As três objeções por trás de quase tudo
A maioria das objeções se resume a três medos:
- Preço — "não vejo valor suficiente pelo que custa".
- Prazo / momento — "não é a hora" ou "não tenho pressa".
- Confiança — "será que entregam mesmo? será que resolve o meu caso?".

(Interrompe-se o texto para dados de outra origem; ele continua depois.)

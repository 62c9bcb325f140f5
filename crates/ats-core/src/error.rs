//! Unified application error types.
//!
//! All crates map their internal errors into [`AppError`] for consistent
//! propagation through the ? operator.

use std::fmt;
use thiserror::Error;

/// Top-level error kind categorization used across the workspace.
#[derive(Debug, Clone, Copy, PartialEq, Eq, Hash, serde::Serialize, serde::Deserialize)]
pub enum ErrorKind {
    /// The requested resource was not found.
    NotFound,
    /// The backend rejected the access token.
    Authentication,
    /// The caller does not have permission to perform the action.
    Authorization,
    /// Input validation failed.
    Validation,
    /// A conflict occurred (duplicate entry, concurrent modification, etc.).
    Conflict,
    /// An internal error occurred.
    Internal,
    /// A configuration error occurred.
    Configuration,
    /// A serialization/deserialization error occurred.
    Serialization,
    /// The request never reached the backend or no response came back.
    Network,
    /// The backend answered with a server-side failure.
    ExternalService,
}

impl ErrorKind {
    /// Classify a non-success HTTP status returned by the backend.
    pub fn from_http_status(status: u16) -> Self {
        match status {
            400 | 422 => Self::Validation,
            401 => Self::Authentication,
            403 => Self::Authorization,
            404 => Self::NotFound,
            409 => Self::Conflict,
            _ => Self::ExternalService,
        }
    }
}

impl fmt::Display for ErrorKind {
    fn fmt(&self, f: &mut fmt::Formatter<'_>) -> fmt::Result {
        match self {
            Self::NotFound => write!(f, "NOT_FOUND"),
            Self::Authentication => write!(f, "AUTHENTICATION"),
            Self::Authorization => write!(f, "AUTHORIZATION"),
            Self::Validation => write!(f, "VALIDATION"),
            Self::Conflict => write!(f, "CONFLICT"),
            Self::Internal => write!(f, "INTERNAL"),
            Self::Configuration => write!(f, "CONFIGURATION"),
            Self::Serialization => write!(f, "SERIALIZATION"),
            Self::Network => write!(f, "NETWORK"),
            Self::ExternalService => write!(f, "EXTERNAL_SERVICE"),
        }
    }
}

/// The unified application error.
///
/// Backend, decoding and configuration failures are all mapped into
/// `AppError` using `From` impls or explicit `.map_err()` calls.
#[derive(Debug, Error)]
#[error("{kind}: {message}")]
pub struct AppError {
    /// The category of error.
    pub kind: ErrorKind,
    /// A human-readable error message.
    pub message: String,
    /// Optional underlying cause.
    #[source]
    pub source: Option<Box<dyn std::error::Error + Send + Sync>>,
}

impl AppError {
    /// Create a new application error.
    pub fn new(kind: ErrorKind, message: impl Into<String>) -> Self {
        Self {
            kind,
            message: message.into(),
            source: None,
        }
    }

    /// Create a new application error with an underlying cause.
    pub fn with_source(
        kind: ErrorKind,
        message: impl Into<String>,
        source: impl std::error::Error + Send + Sync + 'static,
    ) -> Self {
        Self {
            kind,
            message: message.into(),
            source: Some(Box::new(source)),
        }
    }

    /// Create a not-found error.
    pub fn not_found(message: impl Into<String>) -> Self {
        Self::new(ErrorKind::NotFound, message)
    }

    /// Create a validation error.
    pub fn validation(message: impl Into<String>) -> Self {
        Self::new(ErrorKind::Validation, message)
    }

    /// Create an internal error.
    pub fn internal(message: impl Into<String>) -> Self {
        Self::new(ErrorKind::Internal, message)
    }

    /// Create a configuration error.
    pub fn configuration(message: impl Into<String>) -> Self {
        Self::new(ErrorKind::Configuration, message)
    }

    /// Create a network error.
    pub fn network(message: impl Into<String>) -> Self {
        Self::new(ErrorKind::Network, message)
    }

    /// Create an error from a rejected backend response.
    pub fn backend_status(status: u16, message: impl Into<String>) -> Self {
        Self::new(ErrorKind::from_http_status(status), message)
    }
}

impl Clone for AppError {
    fn clone(&self) -> Self {
        Self {
            kind: self.kind,
            message: self.message.clone(),
            source: None,
        }
    }
}

impl From<serde_json::Error> for AppError {
    fn from(err: serde_json::Error) -> Self {
        Self::with_source(
            ErrorKind::Serialization,
            format!("JSON serialization error: {err}"),
            err,
        )
    }
}

impl From<std::io::Error> for AppError {
    fn from(err: std::io::Error) -> Self {
        Self::with_source(ErrorKind::Internal, format!("I/O error: {err}"), err)
    }
}

impl From<config::ConfigError> for AppError {
    fn from(err: config::ConfigError) -> Self {
        Self::with_source(
            ErrorKind::Configuration,
            format!("Configuration error: {err}"),
            err,
        )
    }
}
//! Errors raised by primary link actions.
//!
//! Background listing never produces one of these; it degrades to an
//! unavailable [`crate::link::LinkListing`] instead.

use thiserror::Error;

use ats_core::error::{AppError, ErrorKind};
use ats_entity::link::LinkScope;

/// Failure of a user-initiated link action.
#[derive(Debug, Error)]
pub enum LinkError {
    /// The backend rejected the create request or could not be reached.
    #[error("Failed to create shareable link: {0}")]
    LinkCreationFailed(#[source] AppError),
    /// The backend rejected the permission change or could not be reached.
    #[error("Failed to update link permission: {0}")]
    PermissionUpdateFailed(#[source] AppError),
    /// Another create or update is still outstanding for this session.
    #[error("A link request is already in progress")]
    RequestInFlight,
    /// The action needs a link but none is known for the scope.
    #[error("No active link for scope {0}")]
    NoActiveLink(LinkScope),
}

impl LinkError {
    /// The backend failure behind this error, if any.
    pub fn cause(&self) -> Option<&AppError> {
        match self {
            Self::LinkCreationFailed(cause) | Self::PermissionUpdateFailed(cause) => Some(cause),
            Self::RequestInFlight | Self::NoActiveLink(_) => None,
        }
    }
}

impl From<LinkError> for AppError {
    fn from(err: LinkError) -> Self {
        let kind = match &err {
            LinkError::LinkCreationFailed(cause) | LinkError::PermissionUpdateFailed(cause) => {
                cause.kind
            }
            LinkError::RequestInFlight => ErrorKind::Conflict,
            LinkError::NoActiveLink(_) => ErrorKind::NotFound,
        };
        AppError::new(kind, err.to_string())
    }
}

Identificar qual dos três está em jogo muda completamente a resposta. "Tá caro" raramente é só sobre dinheiro — quase sempre é falta de valor percebido.
Ouça antes de responder
O impulso é rebater na hora. Resista. Antes de qualquer argumento, pergunte para entender:
Cliente: "Achei caro." Você: "Entendo. Caro em relação a quê, especificamente? É o valor total ou a forma de pagamento que pesa?"
Essa pergunta faz duas coisas: mostra que você ouviu (e não está só empurrando) e revela a objeção real. Às vezes o problema é parcelamento, não preço. Você só descobre perguntando.
Responda à objeção certa
Com a objeção identificada, responda ao ponto — sem despejar todos os argumentos de uma vez:
- Preço: reforce o valor, não baixe o preço de cara. Conecte ao que ele disse que precisa.
- Prazo: ofereça uma condição que dê motivo para decidir agora, se houver uma real.
- Confiança: traga prova — um caso parecido, garantia, depoimento.
Para confiança, vale lembrar que o próprio histórico ajuda: mostrar que você acompanha o cliente e lembra do que ele falou já transmite credibilidade.
Use respostas rápidas para as objeções recorrentes
As mesmas objeções aparecem todos os dias. Em vez de improvisar cada resposta, monte um repertório com respostas rápidas no WhatsApp: um texto base para "tá caro", outro para "vou pensar", outro para "vou ver com meu sócio".
Esses atalhos garantem que toda a equipe responda às objeções com a melhor versão do argumento — e ainda dão velocidade. Lembre-se de personalizar: a resposta rápida é a base, não o texto final cuspido sem ajuste.
Saiba a hora de recuar
Nem toda objeção precisa ser combatida na hora. Quando o cliente diz "vou pensar" e você sente que insistir vai irritar, recue com elegância e combine o retorno:
"Tranquilo, decisão importante mesmo. Posso te chamar na quinta para tirar qualquer dúvida que tenha surgido?"
Isso transforma um silêncio em um follow-up de vendas combinado. Pressionar demais fecha a porta; um follow-up no tempo certo a mantém aberta. E lembre que a paciência aqui anda junto com vender sem ser invasivo — persistência com propósito, nunca perseguição.
Registre tudo no histórico
Cada objeção que você ouve é informação valiosa. Anote no histórico da conversa: qual foi a objeção, o que você respondeu e o que ficou combinado. Assim, no próximo contato — seu ou de um colega — ninguém recomeça do zero, e você percebe padrões: se "tá caro" aparece sempre, talvez o problema esteja na forma como o valor é apresentado, não no preço.
Conclusão
Objeção é pedido de informação, não recusa. Identifique qual dos três medos está por trás — preço, prazo ou confiança — pergunte antes de rebater, responda ao ponto certo e saiba recuar para um follow-up quando insistir não ajuda. Com respostas rápidas e tudo registrado, sua equipe transforma o "vou pensar" em venda com muito mais frequência.